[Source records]
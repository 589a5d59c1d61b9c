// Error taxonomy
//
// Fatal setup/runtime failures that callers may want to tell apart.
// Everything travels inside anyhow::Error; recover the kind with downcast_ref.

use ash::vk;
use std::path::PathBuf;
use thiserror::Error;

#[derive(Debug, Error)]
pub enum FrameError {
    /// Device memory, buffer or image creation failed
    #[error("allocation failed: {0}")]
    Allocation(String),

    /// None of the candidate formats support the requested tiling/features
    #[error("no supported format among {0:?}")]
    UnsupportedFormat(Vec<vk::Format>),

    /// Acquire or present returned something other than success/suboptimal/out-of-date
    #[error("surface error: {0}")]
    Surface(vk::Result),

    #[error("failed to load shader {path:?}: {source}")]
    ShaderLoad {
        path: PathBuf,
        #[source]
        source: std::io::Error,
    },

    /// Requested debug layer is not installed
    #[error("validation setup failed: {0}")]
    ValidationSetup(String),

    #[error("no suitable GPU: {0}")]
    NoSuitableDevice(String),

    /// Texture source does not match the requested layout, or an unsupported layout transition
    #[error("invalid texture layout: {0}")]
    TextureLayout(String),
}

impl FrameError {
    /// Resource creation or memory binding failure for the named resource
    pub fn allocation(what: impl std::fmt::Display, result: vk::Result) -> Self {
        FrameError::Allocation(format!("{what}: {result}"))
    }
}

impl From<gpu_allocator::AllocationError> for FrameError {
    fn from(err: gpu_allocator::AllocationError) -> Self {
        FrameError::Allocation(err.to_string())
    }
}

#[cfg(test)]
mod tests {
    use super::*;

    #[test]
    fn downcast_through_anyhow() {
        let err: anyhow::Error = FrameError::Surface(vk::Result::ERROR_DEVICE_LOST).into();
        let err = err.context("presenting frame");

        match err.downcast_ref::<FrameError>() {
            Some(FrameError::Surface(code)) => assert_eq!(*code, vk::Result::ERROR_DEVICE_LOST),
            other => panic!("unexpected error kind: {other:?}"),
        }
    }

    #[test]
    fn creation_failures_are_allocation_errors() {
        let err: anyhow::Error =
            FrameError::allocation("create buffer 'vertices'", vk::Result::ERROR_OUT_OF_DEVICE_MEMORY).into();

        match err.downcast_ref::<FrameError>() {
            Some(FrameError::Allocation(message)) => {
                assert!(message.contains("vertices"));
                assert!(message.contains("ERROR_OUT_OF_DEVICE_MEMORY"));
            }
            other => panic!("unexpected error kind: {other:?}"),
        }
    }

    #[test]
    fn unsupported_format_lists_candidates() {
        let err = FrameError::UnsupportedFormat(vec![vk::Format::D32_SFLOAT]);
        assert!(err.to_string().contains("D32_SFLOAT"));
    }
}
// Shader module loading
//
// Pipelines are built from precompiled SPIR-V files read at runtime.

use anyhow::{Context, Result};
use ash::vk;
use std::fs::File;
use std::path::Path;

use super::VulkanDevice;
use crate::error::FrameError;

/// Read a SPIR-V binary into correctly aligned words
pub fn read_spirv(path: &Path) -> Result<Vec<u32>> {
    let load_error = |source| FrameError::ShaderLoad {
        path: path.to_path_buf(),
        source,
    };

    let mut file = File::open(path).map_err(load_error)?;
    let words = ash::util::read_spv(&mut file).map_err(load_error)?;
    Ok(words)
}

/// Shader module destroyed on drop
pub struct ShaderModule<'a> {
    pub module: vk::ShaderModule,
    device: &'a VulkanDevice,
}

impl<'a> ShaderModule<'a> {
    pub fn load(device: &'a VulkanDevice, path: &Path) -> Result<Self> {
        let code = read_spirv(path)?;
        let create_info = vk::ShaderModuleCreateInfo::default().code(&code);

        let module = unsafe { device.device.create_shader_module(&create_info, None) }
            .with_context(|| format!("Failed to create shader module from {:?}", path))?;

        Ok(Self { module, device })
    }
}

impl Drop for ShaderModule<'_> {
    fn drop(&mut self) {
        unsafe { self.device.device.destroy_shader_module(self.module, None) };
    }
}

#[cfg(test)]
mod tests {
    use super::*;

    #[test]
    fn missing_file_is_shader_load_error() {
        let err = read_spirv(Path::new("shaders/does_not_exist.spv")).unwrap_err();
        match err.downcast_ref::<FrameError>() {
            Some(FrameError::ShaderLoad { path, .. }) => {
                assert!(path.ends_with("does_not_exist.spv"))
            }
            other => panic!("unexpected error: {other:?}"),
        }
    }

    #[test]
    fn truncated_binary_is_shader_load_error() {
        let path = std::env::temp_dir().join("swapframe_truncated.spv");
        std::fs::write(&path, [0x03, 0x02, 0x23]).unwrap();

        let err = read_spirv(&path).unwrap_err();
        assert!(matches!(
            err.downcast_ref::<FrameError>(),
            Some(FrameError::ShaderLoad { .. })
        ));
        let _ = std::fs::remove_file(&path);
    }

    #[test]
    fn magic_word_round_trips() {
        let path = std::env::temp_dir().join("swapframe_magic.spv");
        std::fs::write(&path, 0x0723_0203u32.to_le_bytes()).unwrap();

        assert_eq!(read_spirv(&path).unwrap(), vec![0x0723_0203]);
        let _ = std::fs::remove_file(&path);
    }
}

...

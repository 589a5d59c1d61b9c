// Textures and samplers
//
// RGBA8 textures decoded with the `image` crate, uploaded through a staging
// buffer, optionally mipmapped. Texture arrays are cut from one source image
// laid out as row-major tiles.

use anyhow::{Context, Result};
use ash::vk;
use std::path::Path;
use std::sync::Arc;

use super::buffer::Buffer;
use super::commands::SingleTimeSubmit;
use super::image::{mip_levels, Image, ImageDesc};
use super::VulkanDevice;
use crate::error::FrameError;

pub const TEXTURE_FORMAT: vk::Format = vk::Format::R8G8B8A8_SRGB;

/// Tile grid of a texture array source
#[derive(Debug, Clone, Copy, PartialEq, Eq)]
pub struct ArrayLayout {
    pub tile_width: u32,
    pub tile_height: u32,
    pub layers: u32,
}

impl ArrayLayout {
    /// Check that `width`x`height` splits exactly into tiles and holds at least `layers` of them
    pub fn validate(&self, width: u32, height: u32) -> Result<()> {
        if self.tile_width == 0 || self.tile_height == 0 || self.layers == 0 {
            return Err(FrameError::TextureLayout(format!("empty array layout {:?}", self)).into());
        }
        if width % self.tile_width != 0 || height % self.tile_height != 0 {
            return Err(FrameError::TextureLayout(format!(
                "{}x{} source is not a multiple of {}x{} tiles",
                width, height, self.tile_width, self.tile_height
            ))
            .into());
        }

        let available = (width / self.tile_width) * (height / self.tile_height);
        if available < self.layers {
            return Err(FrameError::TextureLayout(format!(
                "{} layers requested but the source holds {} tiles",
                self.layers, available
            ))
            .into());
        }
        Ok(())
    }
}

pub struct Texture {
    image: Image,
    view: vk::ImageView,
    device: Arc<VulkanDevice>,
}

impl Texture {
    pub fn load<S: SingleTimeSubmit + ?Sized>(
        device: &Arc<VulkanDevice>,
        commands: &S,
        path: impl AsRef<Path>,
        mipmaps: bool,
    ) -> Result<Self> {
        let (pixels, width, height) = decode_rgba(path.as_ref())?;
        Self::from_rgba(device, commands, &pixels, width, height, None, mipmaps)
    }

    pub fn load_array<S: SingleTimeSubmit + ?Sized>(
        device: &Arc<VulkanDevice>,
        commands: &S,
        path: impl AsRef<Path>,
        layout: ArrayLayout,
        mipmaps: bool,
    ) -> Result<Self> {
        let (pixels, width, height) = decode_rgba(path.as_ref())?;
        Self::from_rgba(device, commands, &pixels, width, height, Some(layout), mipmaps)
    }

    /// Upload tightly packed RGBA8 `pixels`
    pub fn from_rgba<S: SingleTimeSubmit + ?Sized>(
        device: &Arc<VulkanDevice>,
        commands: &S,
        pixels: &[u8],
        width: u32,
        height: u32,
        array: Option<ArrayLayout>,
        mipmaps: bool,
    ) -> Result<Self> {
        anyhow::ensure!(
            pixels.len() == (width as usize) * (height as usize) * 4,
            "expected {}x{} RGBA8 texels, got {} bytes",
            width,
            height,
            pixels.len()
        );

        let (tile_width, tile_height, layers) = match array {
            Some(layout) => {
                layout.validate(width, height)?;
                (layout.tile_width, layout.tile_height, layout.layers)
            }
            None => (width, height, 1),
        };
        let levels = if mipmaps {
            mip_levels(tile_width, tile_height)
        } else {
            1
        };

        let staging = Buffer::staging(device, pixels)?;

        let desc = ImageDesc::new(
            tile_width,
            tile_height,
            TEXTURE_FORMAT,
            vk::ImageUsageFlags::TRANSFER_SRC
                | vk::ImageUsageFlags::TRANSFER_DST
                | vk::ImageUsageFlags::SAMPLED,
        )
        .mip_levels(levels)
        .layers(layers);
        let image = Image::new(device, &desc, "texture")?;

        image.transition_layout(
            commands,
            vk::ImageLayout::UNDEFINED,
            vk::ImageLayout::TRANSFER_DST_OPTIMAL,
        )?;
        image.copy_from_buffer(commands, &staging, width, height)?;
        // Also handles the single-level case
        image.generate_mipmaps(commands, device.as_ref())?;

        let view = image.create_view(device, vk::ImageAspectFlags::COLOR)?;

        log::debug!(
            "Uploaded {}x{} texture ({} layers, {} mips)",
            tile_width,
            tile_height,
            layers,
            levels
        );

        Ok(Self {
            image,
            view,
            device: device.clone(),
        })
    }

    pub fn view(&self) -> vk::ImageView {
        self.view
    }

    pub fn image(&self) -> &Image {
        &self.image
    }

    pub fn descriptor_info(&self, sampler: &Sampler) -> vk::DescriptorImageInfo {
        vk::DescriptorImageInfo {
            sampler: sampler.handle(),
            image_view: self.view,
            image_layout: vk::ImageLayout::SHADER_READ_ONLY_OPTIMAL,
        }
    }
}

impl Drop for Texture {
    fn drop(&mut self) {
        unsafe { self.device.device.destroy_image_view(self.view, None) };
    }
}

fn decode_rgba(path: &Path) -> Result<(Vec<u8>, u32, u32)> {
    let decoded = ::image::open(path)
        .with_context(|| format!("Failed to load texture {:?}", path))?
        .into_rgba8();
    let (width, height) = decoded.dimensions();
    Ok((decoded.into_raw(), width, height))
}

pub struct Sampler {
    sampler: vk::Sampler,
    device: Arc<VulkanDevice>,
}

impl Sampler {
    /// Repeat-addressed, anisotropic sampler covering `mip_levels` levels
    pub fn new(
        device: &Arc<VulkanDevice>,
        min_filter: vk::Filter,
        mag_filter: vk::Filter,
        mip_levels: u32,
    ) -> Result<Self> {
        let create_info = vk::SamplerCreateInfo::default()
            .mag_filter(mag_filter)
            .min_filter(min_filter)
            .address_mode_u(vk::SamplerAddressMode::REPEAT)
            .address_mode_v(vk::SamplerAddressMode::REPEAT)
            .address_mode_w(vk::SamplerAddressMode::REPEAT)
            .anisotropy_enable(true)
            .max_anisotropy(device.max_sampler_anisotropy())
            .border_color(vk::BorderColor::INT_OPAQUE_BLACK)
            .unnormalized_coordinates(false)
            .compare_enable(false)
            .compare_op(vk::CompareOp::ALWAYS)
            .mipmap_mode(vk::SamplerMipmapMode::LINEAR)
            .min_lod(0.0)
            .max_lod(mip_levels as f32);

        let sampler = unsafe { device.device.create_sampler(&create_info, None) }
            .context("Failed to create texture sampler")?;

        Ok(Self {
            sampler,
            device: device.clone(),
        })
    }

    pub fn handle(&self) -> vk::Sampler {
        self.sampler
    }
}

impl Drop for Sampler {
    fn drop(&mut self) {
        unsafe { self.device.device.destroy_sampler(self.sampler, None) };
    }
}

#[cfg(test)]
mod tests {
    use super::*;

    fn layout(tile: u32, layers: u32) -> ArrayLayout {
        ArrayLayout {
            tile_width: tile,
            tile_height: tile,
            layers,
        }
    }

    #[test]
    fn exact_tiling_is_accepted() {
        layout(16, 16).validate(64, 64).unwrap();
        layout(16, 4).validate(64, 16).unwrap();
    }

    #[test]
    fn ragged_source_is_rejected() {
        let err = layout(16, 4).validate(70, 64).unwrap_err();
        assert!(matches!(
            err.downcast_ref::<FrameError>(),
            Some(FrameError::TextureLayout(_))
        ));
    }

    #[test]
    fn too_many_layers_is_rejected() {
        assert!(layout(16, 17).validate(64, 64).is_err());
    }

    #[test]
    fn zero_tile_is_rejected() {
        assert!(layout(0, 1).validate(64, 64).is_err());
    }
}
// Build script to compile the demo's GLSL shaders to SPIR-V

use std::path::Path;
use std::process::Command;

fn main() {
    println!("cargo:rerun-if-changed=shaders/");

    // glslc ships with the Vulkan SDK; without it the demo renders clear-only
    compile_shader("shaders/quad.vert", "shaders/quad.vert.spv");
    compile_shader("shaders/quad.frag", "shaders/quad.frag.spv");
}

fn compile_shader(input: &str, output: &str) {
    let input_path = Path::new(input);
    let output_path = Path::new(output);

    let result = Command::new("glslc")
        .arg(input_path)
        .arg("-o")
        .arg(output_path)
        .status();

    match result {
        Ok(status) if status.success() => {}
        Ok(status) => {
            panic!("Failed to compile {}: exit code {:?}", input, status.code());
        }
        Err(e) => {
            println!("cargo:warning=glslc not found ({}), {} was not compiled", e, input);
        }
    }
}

--

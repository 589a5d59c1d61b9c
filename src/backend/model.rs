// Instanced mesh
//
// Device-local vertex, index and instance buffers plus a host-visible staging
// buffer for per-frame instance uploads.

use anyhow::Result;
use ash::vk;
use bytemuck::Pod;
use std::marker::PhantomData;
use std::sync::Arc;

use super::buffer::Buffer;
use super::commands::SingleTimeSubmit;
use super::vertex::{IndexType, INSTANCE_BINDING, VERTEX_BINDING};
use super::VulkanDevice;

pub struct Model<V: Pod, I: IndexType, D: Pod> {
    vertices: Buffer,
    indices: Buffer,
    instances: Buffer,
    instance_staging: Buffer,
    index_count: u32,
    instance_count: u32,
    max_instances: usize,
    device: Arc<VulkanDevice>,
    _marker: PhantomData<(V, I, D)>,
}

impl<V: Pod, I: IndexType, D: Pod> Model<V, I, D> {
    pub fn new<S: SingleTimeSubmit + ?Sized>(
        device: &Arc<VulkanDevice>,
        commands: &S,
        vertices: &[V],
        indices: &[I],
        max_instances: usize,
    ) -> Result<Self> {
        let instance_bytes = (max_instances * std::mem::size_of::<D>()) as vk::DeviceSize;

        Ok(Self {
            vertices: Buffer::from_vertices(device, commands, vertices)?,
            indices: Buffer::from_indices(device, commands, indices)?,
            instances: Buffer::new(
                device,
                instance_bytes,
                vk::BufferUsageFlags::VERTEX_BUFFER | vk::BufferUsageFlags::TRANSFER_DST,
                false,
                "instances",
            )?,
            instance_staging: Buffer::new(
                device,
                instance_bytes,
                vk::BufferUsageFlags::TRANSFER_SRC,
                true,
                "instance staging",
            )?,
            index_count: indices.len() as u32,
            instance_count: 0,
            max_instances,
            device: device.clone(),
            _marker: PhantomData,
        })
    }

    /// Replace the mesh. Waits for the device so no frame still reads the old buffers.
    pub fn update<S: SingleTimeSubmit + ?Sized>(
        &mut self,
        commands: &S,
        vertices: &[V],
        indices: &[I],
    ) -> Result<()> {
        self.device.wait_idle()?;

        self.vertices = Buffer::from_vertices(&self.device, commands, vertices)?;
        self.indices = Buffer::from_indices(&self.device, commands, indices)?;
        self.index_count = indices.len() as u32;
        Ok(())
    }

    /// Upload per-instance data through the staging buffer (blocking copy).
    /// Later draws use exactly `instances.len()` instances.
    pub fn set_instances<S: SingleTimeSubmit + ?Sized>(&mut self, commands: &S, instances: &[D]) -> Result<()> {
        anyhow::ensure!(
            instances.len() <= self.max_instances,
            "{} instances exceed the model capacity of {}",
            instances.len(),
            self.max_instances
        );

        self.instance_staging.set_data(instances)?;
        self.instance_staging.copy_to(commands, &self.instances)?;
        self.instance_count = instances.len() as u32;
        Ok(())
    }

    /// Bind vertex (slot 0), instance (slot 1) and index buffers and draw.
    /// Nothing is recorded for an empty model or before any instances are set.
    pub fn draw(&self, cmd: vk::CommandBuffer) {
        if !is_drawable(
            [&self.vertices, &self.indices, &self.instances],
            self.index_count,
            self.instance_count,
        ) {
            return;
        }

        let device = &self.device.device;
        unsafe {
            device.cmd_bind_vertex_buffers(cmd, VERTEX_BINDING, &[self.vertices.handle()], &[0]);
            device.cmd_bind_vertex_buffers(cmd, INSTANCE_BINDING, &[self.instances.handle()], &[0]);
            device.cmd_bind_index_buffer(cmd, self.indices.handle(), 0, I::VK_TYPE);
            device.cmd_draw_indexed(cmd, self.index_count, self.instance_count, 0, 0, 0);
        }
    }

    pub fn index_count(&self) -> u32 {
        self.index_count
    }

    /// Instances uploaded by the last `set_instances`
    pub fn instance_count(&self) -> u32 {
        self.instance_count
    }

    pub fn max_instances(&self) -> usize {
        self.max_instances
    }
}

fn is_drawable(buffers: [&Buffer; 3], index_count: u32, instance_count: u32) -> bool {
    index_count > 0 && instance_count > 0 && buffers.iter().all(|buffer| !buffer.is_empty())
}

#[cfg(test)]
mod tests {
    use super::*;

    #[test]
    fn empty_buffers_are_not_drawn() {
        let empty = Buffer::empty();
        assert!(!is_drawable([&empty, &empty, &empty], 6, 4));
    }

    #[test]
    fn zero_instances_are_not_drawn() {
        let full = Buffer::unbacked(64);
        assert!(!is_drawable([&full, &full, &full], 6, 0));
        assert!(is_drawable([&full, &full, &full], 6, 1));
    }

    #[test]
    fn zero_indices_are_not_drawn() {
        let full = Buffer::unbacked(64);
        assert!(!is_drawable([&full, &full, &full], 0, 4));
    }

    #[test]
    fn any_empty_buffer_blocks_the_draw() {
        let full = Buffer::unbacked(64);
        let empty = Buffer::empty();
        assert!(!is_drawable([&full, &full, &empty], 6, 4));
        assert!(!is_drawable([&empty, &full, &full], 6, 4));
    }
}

● Instructions to follow
Pull out the lines above in which the word "join" appears.

● Result for this exercise
        let path = std::env::temp_dir().join("swapframe_truncated.spv");
        let path = std::env::temp_dir().join("swapframe_magic.spv");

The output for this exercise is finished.